DATASET
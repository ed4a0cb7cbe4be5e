//! # Project Configuration
//!
//! A project is described by a TOML file:
//!
//! ```toml
//! id = "sourcecred/example"
//! format = "json"            # or "binary"
//!
//! [sources.github]
//! repositories = ["sourcecred/example"]
//!
//! [params]
//! alpha = 0.05
//! interval_decay = 0.5
//!
//! [[params.node_weights]]
//! prefix = ["sourcecred", "github", "PULL"]
//! weight = 4.0
//!
//! [[params.edge_weights]]
//! prefix = ["sourcecred", "github", "AUTHORS"]
//! forwards = 1.0
//! backwards = 0.5
//!
//! [cred]
//! score_node_prefix = ["sourcecred", "github", "USERLIKE"]
//! filter_node_prefixes = [["sourcecred", "github", "USERLIKE"]]
//! ```
//!
//! Addresses are written as part lists and converted to typed addresses here,
//! so a malformed part is reported as a configuration error before any load.
//!
//! Environment lookups (`CREDGRAPH_DIRECTORY`, `CREDGRAPH_<NAME>_TOKEN`) also
//! live here; the core never reads the environment.

use crate::error::LoadError;
use crate::load::LoadOptions;
use crate::plugin::Credentials;
use crate::project::{Project, ProjectDirectory};
use credgraph_core::{
    Address, AddressKind, ArtifactFormat, CredConfig, EdgeWeight, TimelineCredParameters, Weights,
    timeline::{DEFAULT_ALPHA, DEFAULT_INTERVAL_DECAY},
};
use serde::{Deserialize, Serialize};
use std::collections::BTreeMap;
use std::path::{Path, PathBuf};

/// Environment variable overriding the credgraph root directory.
pub const DIRECTORY_VAR: &str = "CREDGRAPH_DIRECTORY";

const CREDENTIAL_PREFIX: &str = "CREDGRAPH_";
const CREDENTIAL_SUFFIX: &str = "_TOKEN";

// =============================================================================
// FILE SHAPE
// =============================================================================

/// Parsed project file.
#[derive(Debug, Clone, PartialEq, Serialize, Deserialize)]
pub struct ProjectConfig {
    /// Project identifier.
    pub id: String,
    /// Artifact encoding.
    #[serde(default)]
    pub format: ArtifactFormat,
    /// Source name → source settings.
    #[serde(default)]
    pub sources: BTreeMap<String, toml::Table>,
    /// Solver parameters.
    #[serde(default)]
    pub params: ParamsConfig,
    /// Scoring and presentation prefixes.
    #[serde(default)]
    pub cred: CredSection,
}

/// `[params]` section.
#[derive(Debug, Clone, PartialEq, Serialize, Deserialize)]
pub struct ParamsConfig {
    #[serde(default = "default_alpha")]
    pub alpha: f64,
    #[serde(default = "default_interval_decay")]
    pub interval_decay: f64,
    #[serde(default)]
    pub node_weights: Vec<NodeWeightEntry>,
    #[serde(default)]
    pub edge_weights: Vec<EdgeWeightEntry>,
}

impl Default for ParamsConfig {
    fn default() -> Self {
        Self {
            alpha: DEFAULT_ALPHA,
            interval_decay: DEFAULT_INTERVAL_DECAY,
            node_weights: Vec::new(),
            edge_weights: Vec::new(),
        }
    }
}

fn default_alpha() -> f64 {
    DEFAULT_ALPHA
}

fn default_interval_decay() -> f64 {
    DEFAULT_INTERVAL_DECAY
}

/// One `[[params.node_weights]]` entry.
#[derive(Debug, Clone, PartialEq, Serialize, Deserialize)]
pub struct NodeWeightEntry {
    pub prefix: Vec<String>,
    pub weight: f64,
}

/// One `[[params.edge_weights]]` entry.
#[derive(Debug, Clone, PartialEq, Serialize, Deserialize)]
pub struct EdgeWeightEntry {
    pub prefix: Vec<String>,
    #[serde(default = "unit_weight")]
    pub forwards: f64,
    #[serde(default = "unit_weight")]
    pub backwards: f64,
}

fn unit_weight() -> f64 {
    1.0
}

/// `[cred]` section. Missing prefixes mean "everything".
#[derive(Debug, Clone, Default, PartialEq, Serialize, Deserialize)]
pub struct CredSection {
    #[serde(default)]
    pub score_node_prefix: Vec<String>,
    #[serde(default)]
    pub filter_node_prefixes: Option<Vec<Vec<String>>>,
}

// =============================================================================
// LOADING
// =============================================================================

impl ProjectConfig {
    /// Parse a project file from a string.
    pub fn from_toml_str(contents: &str) -> Result<Self, LoadError> {
        let config: Self =
            toml::from_str(contents).map_err(|e| LoadError::Config(e.to_string()))?;
        if config.id.is_empty() {
            return Err(LoadError::Config("project id must not be empty".to_string()));
        }
        Ok(config)
    }

    /// Read and parse a project file.
    pub fn load(path: &Path) -> Result<Self, LoadError> {
        let contents = std::fs::read_to_string(path).map_err(|e| LoadError::io(path, e))?;
        Self::from_toml_str(&contents)
    }

    /// The project described by this file.
    #[must_use]
    pub fn project(&self) -> Project {
        Project {
            id: self.id.clone(),
            sources: self.sources.clone(),
        }
    }

    /// Solver parameters with addresses built from the configured parts.
    pub fn params(&self) -> Result<TimelineCredParameters, LoadError> {
        let node_weights = self
            .params
            .node_weights
            .iter()
            .map(|entry| Ok((address_from_config(&entry.prefix)?, entry.weight)))
            .collect::<Result<Vec<_>, LoadError>>()?;
        let edge_weights = self
            .params
            .edge_weights
            .iter()
            .map(|entry| {
                let weight = EdgeWeight {
                    forwards: entry.forwards,
                    backwards: entry.backwards,
                };
                Ok((address_from_config(&entry.prefix)?, weight))
            })
            .collect::<Result<Vec<_>, LoadError>>()?;

        Ok(TimelineCredParameters {
            alpha: self.params.alpha,
            interval_decay: self.params.interval_decay,
            weights: Weights {
                node_weights,
                edge_weights,
            },
        })
    }

    /// Scoring configuration with addresses built from the configured parts.
    pub fn cred_config(&self) -> Result<CredConfig, LoadError> {
        let defaults = CredConfig::default();
        let filter_node_prefixes = match &self.cred.filter_node_prefixes {
            Some(prefixes) => prefixes
                .iter()
                .map(|parts| address_from_config(parts))
                .collect::<Result<Vec<_>, _>>()?,
            None => defaults.filter_node_prefixes,
        };
        Ok(CredConfig {
            score_node_prefix: address_from_config(&self.cred.score_node_prefix)?,
            filter_node_prefixes,
        })
    }

    /// Everything [`crate::load::load`] needs, given where to put artifacts
    /// and which credentials are available.
    pub fn load_options(
        &self,
        directory: ProjectDirectory,
        credentials: Credentials,
    ) -> Result<LoadOptions, LoadError> {
        Ok(LoadOptions {
            project: self.project(),
            params: self.params()?,
            config: self.cred_config()?,
            directory,
            credentials,
            format: self.format,
        })
    }
}

fn address_from_config<K: AddressKind>(parts: &[String]) -> Result<Address<K>, LoadError> {
    Address::from_parts(parts.iter().map(String::as_str))
        .map_err(|e| LoadError::Config(format!("invalid address {parts:?}: {e}")))
}

// =============================================================================
// ENVIRONMENT
// =============================================================================

/// Root directory: `CREDGRAPH_DIRECTORY` if set, else `<tmp>/credgraph`.
#[must_use]
pub fn default_directory() -> PathBuf {
    directory_from(std::env::var_os(DIRECTORY_VAR).map(PathBuf::from))
}

fn directory_from(configured: Option<PathBuf>) -> PathBuf {
    match configured {
        Some(path) if !path.as_os_str().is_empty() => path,
        _ => std::env::temp_dir().join("credgraph"),
    }
}

/// Collect `CREDGRAPH_<NAME>_TOKEN=secret` pairs as credential
/// `<NAME>_TOKEN`. Empty values are skipped. Pass `std::env::vars()` to read
/// the process environment.
pub fn credentials_from_vars<I>(vars: I) -> Credentials
where
    I: IntoIterator<Item = (String, String)>,
{
    let mut credentials = Credentials::new();
    for (key, value) in vars {
        if value.is_empty() || !key.ends_with(CREDENTIAL_SUFFIX) {
            continue;
        }
        if let Some(name) = key.strip_prefix(CREDENTIAL_PREFIX)
            && name.len() > CREDENTIAL_SUFFIX.len()
        {
            credentials.insert(name, value);
        }
    }
    credentials
}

AIM OF THE TASK
Please go through the listing and return each line that has "ProjectConfig" in it.

WRITTEN SOLUTION
pub struct ProjectConfig {
impl ProjectConfig {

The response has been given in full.